White House Says North Korea Will ‘Pay A Price’ If It Supplies Russia With Weapons

White House National Security Advisor Jake Sullivan told reporters on Tuesday that North Korea would face consequences if it supplies Russia with weapons amid its ongoing war with Ukraine.

“Providing weapons to Russia for use on the battlefield to attack grain silos and the heating infrastructure of major cities as we head into winter to try to conquer territory that belongs to another sovereign nation,” Sullivan said. “This is not going to reflect well on North Korea, and they will pay a price for this in the international community.”

Sullivan’s remarks come after reports that North Korean leader Kim Jong Un may soon meet with Russian President Vladimir Putin to negotiate on weapons.
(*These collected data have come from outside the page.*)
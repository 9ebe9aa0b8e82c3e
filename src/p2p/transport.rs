//! In-process transport connecting the darknodes of a simulation
//!
//! Every directed link `(epoch, from, to)` is a byte stream carrying
//! length-prefixed frames, so computations cross the same codec they would
//! on a socket. Order fragments are queued per `(epoch, address)` until the
//! node's epoch process opens them.

use std::collections::HashMap;
use std::sync::{Arc, Mutex, MutexGuard};

use async_trait::async_trait;
use tokio::io::{AsyncRead, DuplexStream};
use tokio::sync::mpsc;
use tracing::{debug, trace, warn};

use super::messages::{read_frame_bytes, write_frame, Computation};
use super::router::{PeerChannel, Router};
use crate::epoch::{Blockhash, Epoch};
use crate::error::DarknodeError;
use crate::identity::Address;
use crate::order::OrderFragment;

/// Buffer size of each simulated byte stream
const STREAM_BUFFER: usize = 64 * 1024;

type LinkKey = (Blockhash, Address, Address);

/// Both ends of the inbound queue of one directed link. Each end is handed
/// out once: the sender to the writer's pump, the receiver to the reader.
struct LinkSlot {
    tx: Option<mpsc::Sender<Computation>>,
    rx: Option<mpsc::Receiver<Computation>>,
}

struct OrderQueue {
    tx: mpsc::Sender<OrderFragment>,
    rx: Option<mpsc::Receiver<OrderFragment>>,
}

#[derive(Default)]
struct NetworkState {
    links: HashMap<LinkKey, LinkSlot>,
    orders: HashMap<(Blockhash, Address), OrderQueue>,
}

/// Shared medium all [`LocalRouter`]s of a simulation attach to.
#[derive(Clone)]
pub struct LocalNetwork {
    state: Arc<Mutex<NetworkState>>,
    capacity: usize,
}

impl LocalNetwork {
    pub fn new(capacity: usize) -> Self {
        Self {
            state: Arc::new(Mutex::new(NetworkState::default())),
            capacity: capacity.max(1),
        }
    }

    fn state(&self) -> MutexGuard<'_, NetworkState> {
        self.state.lock().unwrap_or_else(|poisoned| poisoned.into_inner())
    }

    /// Router through which `address` reaches the rest of the network.
    pub fn router(&self, address: Address) -> LocalRouter {
        LocalRouter {
            address,
            network: self.clone(),
        }
    }

    /// Queues an order fragment for `address` in `epoch`.
    pub fn submit_order(
        &self,
        epoch: &Epoch,
        address: &Address,
        fragment: OrderFragment,
    ) -> Result<(), DarknodeError> {
        let mut state = self.state();
        let queue = state.order_queue(epoch.blockhash, address, self.capacity);
        queue
            .tx
            .try_send(fragment)
            .map_err(|e| DarknodeError::Router(format!("cannot queue order for {}: {}", address, e)))
    }

    /// Closes the order queue of `address` in `epoch`, letting its epoch
    /// process drain.
    pub fn close_orders(&self, epoch: &Epoch, address: &Address) {
        let mut state = self.state();
        if let Some(queue) = state.orders.remove(&(epoch.blockhash, address.clone())) {
            drop(queue);
        }
    }

    /// Drops queues and unclaimed links of every epoch except `epoch`.
    pub fn retain_epoch(&self, epoch: &Epoch) {
        let mut state = self.state();
        state.links.retain(|(hash, _, _), _| *hash == epoch.blockhash);
        state.orders.retain(|(hash, _), _| *hash == epoch.blockhash);
    }

    fn open_link(
        &self,
        epoch: &Epoch,
        from: &Address,
        to: &Address,
    ) -> Result<(mpsc::Sender<Computation>, mpsc::Receiver<Computation>), DarknodeError> {
        let mut state = self.state();
        let outgoing = (epoch.blockhash, from.clone(), to.clone());
        let incoming = (epoch.blockhash, to.clone(), from.clone());

        let claimed = state
            .link(outgoing.clone(), self.capacity)
            .tx
            .is_none()
            || state.link(incoming.clone(), self.capacity).rx.is_none();
        if claimed {
            return Err(DarknodeError::Router(format!(
                "channel {} -> {} already open in epoch {}",
                from, to, epoch.ordinal
            )));
        }

        let deliver = state
            .link(outgoing.clone(), self.capacity)
            .tx
            .take()
            .ok_or_else(|| DarknodeError::Router("link sender missing".to_string()))?;
        let inbound = state
            .link(incoming.clone(), self.capacity)
            .rx
            .take()
            .ok_or_else(|| DarknodeError::Router("link receiver missing".to_string()))?;
        state.release(&outgoing);
        state.release(&incoming);
        Ok((deliver, inbound))
    }
}

impl NetworkState {
    fn link(&mut self, key: LinkKey, capacity: usize) -> &mut LinkSlot {
        self.links.entry(key).or_insert_with(|| {
            let (tx, rx) = mpsc::channel(capacity);
            LinkSlot {
                tx: Some(tx),
                rx: Some(rx),
            }
        })
    }

    fn release(&mut self, key: &LinkKey) {
        if let Some(slot) = self.links.get(key) {
            if slot.tx.is_none() && slot.rx.is_none() {
                self.links.remove(key);
            }
        }
    }

    fn order_queue(&mut self, hash: Blockhash, address: &Address, capacity: usize) -> &mut OrderQueue {
        self.orders
            .entry((hash, address.clone()))
            .or_insert_with(|| {
                let (tx, rx) = mpsc::channel(capacity.max(1024));
                OrderQueue { tx, rx: Some(rx) }
            })
    }
}

/// One node's attachment to a [`LocalNetwork`].
#[derive(Clone)]
pub struct LocalRouter {
    address: Address,
    network: LocalNetwork,
}

#[async_trait]
impl Router for LocalRouter {
    async fn compute(
        &self,
        epoch: &Epoch,
        address: &Address,
        outbound: mpsc::Receiver<Computation>,
    ) -> Result<PeerChannel, DarknodeError> {
        let (deliver, inbound) = self.network.open_link(epoch, &self.address, address)?;
        let (errors_tx, errors) = mpsc::channel(self.network.capacity);
        debug!("link {} -> {} opened", self.address, address);
        tokio::spawn(pump(outbound, deliver, errors_tx, address.clone()));
        Ok(PeerChannel { inbound, errors })
    }

    fn open_orders(&self, epoch: &Epoch) -> mpsc::Receiver<OrderFragment> {
        let mut state = self.network.state();
        let queue = state.order_queue(epoch.blockhash, &self.address, self.network.capacity);
        match queue.rx.take() {
            Some(rx) => rx,
            None => {
                warn!("orders for {} in epoch {} already open", self.address, epoch.ordinal);
                let (_, rx) = mpsc::channel(1);
                rx
            }
        }
    }
}

/// Moves computations from `outbound` to the peer's inbound queue through a
/// framed byte stream. Ends when `outbound` closes or the peer stops reading.
async fn pump(
    mut outbound: mpsc::Receiver<Computation>,
    deliver: mpsc::Sender<Computation>,
    errors: mpsc::Sender<DarknodeError>,
    peer: Address,
) {
    let (mut writer, reader): (DuplexStream, DuplexStream) = tokio::io::duplex(STREAM_BUFFER);

    let write_errors = errors.clone();
    let write_half = async move {
        while let Some(computation) = outbound.recv().await {
            if let Err(e) = write_frame(&mut writer, &computation).await {
                let _ = write_errors.try_send(e);
                break;
            }
        }
    };

    let read_half = deliver_frames(reader, deliver, errors, peer);

    tokio::join!(write_half, read_half);
}

/// Decodes frames from `reader` into `deliver`. A frame that does not decode
/// is reported and skipped; a broken stream ends the link.
async fn deliver_frames<R: AsyncRead + Unpin>(
    mut reader: R,
    deliver: mpsc::Sender<Computation>,
    errors: mpsc::Sender<DarknodeError>,
    peer: Address,
) {
    loop {
        let data = match read_frame_bytes(&mut reader).await {
            Ok(Some(data)) => data,
            Ok(None) => break,
            Err(e) => {
                let _ = errors.try_send(e);
                break;
            }
        };
        let computation = match Computation::from_bytes(&data) {
            Ok(computation) => computation,
            Err(e) => {
                warn!("skipping undecodable frame from {}: {}", peer, e);
                let _ = errors.try_send(e);
                continue;
            }
        };
        if deliver.send(computation).await.is_err() {
            let _ = errors.try_send(DarknodeError::Router(format!("{} stopped reading", peer)));
            break;
        }
    }
    trace!("link to {} drained", peer);
}
//! Darknode
//!
//! Epoch coordination for darknodes: peers that jointly compute confidential
//! order matches with threshold secret sharing and settle matches with
//! cross-chain atomic swaps.
//!
//! ## Overview
//!
//! Darknodes are registered on an external registry that defines epochs.
//! Every epoch the registered nodes are partitioned into pools. The nodes of a
//! pool hold Shamir shares of the orders routed to it and exchange delta
//! fragments until any `k` of `n` of them can reconstruct whether a buy order
//! and a sell order cross.
//!
//! ## Key Components
//!
//! - **Watcher**: detects epoch boundaries on the registry
//! - **Epoch process**: opens channels with the pool and drives the fragment
//!   exchange around the SMPC engine, tolerating slow and absent peers
//! - **Switcher**: routes order fragments to the process serving the current epoch
//! - **Atom**: hash-time-locked swap contracts used to settle matches
//!
//! ## Example
//!
//! ```rust
//! use ark_bls12_381::Fr;
//! use darknode::smpc::shamir;
//! use darknode::threshold::threshold;
//!
//! let mut rng = ark_std::test_rng();
//! let n = 4;
//! let k = threshold(n);
//! assert_eq!(k, 3);
//!
//! let shares = shamir::split(Fr::from(1_000u64), n, k, &mut rng).unwrap();
//! assert_eq!(shamir::join(&shares[1..]).unwrap(), Fr::from(1_000u64));
//! ```

pub mod atom;
pub mod cancel;
pub mod config;
pub mod epoch;
pub mod epoch_process;
pub mod error;
pub mod identity;
pub mod node;
pub mod order;
pub mod p2p;
pub mod pool;
pub mod registry;
pub mod smpc;
pub mod switcher;
pub mod threshold;
pub mod watcher;

pub use error::DarknodeError;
Senior Biden administration officials told The Washington Post that Kim plans to make a rare trip out of North Korea to meet with Putin later this month.

“It says a lot that Russia is having to turn to a country like North Korea to seek to bolster its defense capacity in a war that it expected would be over a week,” he added. “That in September of 2023, it is going to North Korea to get munitions to try to continue to grind out on the battlefield in Ukraine.”

The White House revealed last week that the United States had intelligence showing that Kim and Putin have exchanged letters that showed negotiations were “actively advancing” as Russia seeks munitions from North Korea in defiance of United Nations Security Council resolutions.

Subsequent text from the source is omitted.